Copy out all lines in the data below containing the string "axum".
Excerpted records Block Start
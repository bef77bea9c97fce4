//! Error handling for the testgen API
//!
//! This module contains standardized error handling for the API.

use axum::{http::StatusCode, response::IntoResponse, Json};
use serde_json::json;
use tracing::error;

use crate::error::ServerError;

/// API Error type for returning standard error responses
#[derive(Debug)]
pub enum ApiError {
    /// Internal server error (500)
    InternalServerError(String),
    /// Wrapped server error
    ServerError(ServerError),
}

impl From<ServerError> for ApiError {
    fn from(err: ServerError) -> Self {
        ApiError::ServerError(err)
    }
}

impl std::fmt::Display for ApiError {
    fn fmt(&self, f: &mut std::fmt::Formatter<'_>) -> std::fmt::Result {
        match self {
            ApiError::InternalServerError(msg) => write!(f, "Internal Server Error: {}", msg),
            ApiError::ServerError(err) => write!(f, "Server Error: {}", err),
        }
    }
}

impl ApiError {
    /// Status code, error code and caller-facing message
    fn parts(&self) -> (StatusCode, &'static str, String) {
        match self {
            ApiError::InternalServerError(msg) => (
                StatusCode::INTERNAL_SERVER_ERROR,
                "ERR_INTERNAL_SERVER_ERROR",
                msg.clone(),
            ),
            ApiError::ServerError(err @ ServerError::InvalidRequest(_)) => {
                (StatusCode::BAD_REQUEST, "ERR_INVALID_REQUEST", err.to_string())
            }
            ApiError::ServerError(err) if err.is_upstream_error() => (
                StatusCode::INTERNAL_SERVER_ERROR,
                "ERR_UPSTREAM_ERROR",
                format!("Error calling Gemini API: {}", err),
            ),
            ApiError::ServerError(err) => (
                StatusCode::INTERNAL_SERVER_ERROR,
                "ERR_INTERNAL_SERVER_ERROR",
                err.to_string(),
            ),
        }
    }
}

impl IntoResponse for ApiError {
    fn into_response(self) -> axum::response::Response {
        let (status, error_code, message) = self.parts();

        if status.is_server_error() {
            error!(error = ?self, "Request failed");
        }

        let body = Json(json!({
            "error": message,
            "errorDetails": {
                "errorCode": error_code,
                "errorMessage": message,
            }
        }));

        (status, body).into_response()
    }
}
Excerpted records Block End
--- Solution to the problem ---
use axum::{http::StatusCode, response::IntoResponse, Json};
    fn into_response(self) -> axum::response::Response {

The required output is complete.